What follows is a listing. Return every line of it exactly.
##### Task data
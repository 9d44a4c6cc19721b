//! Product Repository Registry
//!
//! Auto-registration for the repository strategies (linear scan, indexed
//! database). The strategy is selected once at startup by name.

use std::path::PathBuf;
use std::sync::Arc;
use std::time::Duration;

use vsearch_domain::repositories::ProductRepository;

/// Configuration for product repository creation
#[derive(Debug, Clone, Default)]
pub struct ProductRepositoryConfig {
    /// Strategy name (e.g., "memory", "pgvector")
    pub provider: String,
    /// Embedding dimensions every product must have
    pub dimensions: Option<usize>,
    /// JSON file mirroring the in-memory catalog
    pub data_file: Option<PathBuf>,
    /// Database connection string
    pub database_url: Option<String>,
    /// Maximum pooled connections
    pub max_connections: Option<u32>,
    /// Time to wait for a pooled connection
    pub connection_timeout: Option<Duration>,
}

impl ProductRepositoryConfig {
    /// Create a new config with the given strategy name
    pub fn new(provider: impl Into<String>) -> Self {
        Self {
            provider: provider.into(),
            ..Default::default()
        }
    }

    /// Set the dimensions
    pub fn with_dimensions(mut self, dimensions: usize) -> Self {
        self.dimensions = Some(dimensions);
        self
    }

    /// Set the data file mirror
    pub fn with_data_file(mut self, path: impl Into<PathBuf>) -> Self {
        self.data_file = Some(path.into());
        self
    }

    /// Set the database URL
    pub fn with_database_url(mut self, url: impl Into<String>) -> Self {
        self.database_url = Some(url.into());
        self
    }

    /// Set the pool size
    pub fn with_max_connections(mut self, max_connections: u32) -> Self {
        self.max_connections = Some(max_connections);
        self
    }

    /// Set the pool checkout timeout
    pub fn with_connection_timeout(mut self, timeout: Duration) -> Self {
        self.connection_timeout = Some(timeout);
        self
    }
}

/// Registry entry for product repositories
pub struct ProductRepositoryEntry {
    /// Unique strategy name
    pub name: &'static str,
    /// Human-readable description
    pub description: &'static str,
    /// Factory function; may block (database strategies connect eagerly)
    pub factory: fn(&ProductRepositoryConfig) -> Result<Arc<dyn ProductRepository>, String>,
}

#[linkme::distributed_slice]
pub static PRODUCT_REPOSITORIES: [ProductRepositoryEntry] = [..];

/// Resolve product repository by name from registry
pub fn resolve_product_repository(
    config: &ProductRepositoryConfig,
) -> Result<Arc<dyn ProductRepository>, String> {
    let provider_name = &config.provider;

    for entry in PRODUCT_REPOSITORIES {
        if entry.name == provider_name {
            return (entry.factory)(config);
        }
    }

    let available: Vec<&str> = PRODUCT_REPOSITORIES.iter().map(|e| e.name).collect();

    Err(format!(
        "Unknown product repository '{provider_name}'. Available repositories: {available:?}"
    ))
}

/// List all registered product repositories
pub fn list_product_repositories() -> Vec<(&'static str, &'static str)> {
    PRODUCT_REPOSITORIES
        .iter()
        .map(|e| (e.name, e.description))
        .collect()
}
##########
- Written response:
repository 9d44a4c6cc19721b
//! Product Repository Registry
//!
//! Auto-registration for the repository strategies (linear scan, indexed
//! database). The strategy is selected once at startup by name.

use std::path::PathBuf;
use std::sync::Arc;
use std::time::Duration;

use vsearch_domain::repositories::ProductRepository;

/// Configuration for product repository creation
#[derive(Debug, Clone, Default)]
pub struct ProductRepositoryConfig {
    /// Strategy name (e.g., "memory", "pgvector")
    pub provider: String,
    /// Embedding dimensions every product must have
    pub dimensions: Option<usize>,
    /// JSON file mirroring the in-memory catalog
    pub data_file: Option<PathBuf>,
    /// Database connection string
    pub database_url: Option<String>,
    /// Maximum pooled connections
    pub max_connections: Option<u32>,
    /// Time to wait for a pooled connection
    pub connection_timeout: Option<Duration>,
}

impl ProductRepositoryConfig {
    /// Create a new config with the given strategy name
    pub fn new(provider: impl Into<String>) -> Self {
        Self {
            provider: provider.into(),
            ..Default::default()
        }
    }

    /// Set the dimensions
    pub fn with_dimensions(mut self, dimensions: usize) -> Self {
        self.dimensions = Some(dimensions);
        self
    }

    /// Set the data file mirror
    pub fn with_data_file(mut self, path: impl Into<PathBuf>) -> Self {
        self.data_file = Some(path.into());
        self
    }

    /// Set the database URL
    pub fn with_database_url(mut self, url: impl Into<String>) -> Self {
        self.database_url = Some(url.into());
        self
    }

    /// Set the pool size
    pub fn with_max_connections(mut self, max_connections: u32) -> Self {
        self.max_connections = Some(max_connections);
        self
    }

    /// Set the pool checkout timeout
    pub fn with_connection_timeout(mut self, timeout: Duration) -> Self {
        self.connection_timeout = Some(timeout);
        self
    }
}

/// Registry entry for product repositories
pub struct ProductRepositoryEntry {
    /// Unique strategy name
    pub name: &'static str,
    /// Human-readable description
    pub description: &'static str,
    /// Factory function; may block (database strategies connect eagerly)
    pub factory: fn(&ProductRepositoryConfig) -> Result<Arc<dyn ProductRepository>, String>,
}

#[linkme::distributed_slice]
pub static PRODUCT_REPOSITORIES: [ProductRepositoryEntry] = [..];

/// Resolve product repository by name from registry
pub fn resolve_product_repository(
    config: &ProductRepositoryConfig,
) -> Result<Arc<dyn ProductRepository>, String> {
    let provider_name = &config.provider;

    for entry in PRODUCT_REPOSITORIES {
        if entry.name == provider_name {
            return (entry.factory)(config);
        }
    }

    let available: Vec<&str> = PRODUCT_REPOSITORIES.iter().map(|e| e.name).collect();

    Err(format!(
        "Unknown product repository '{provider_name}'. Available repositories: {available:?}"
    ))
}

/// List all registered product repositories
pub fn list_product_repositories() -> Vec<(&'static str, &'static str)> {
    PRODUCT_REPOSITORIES
        .iter()
        .map(|e| (e.name, e.description))
        .collect()
}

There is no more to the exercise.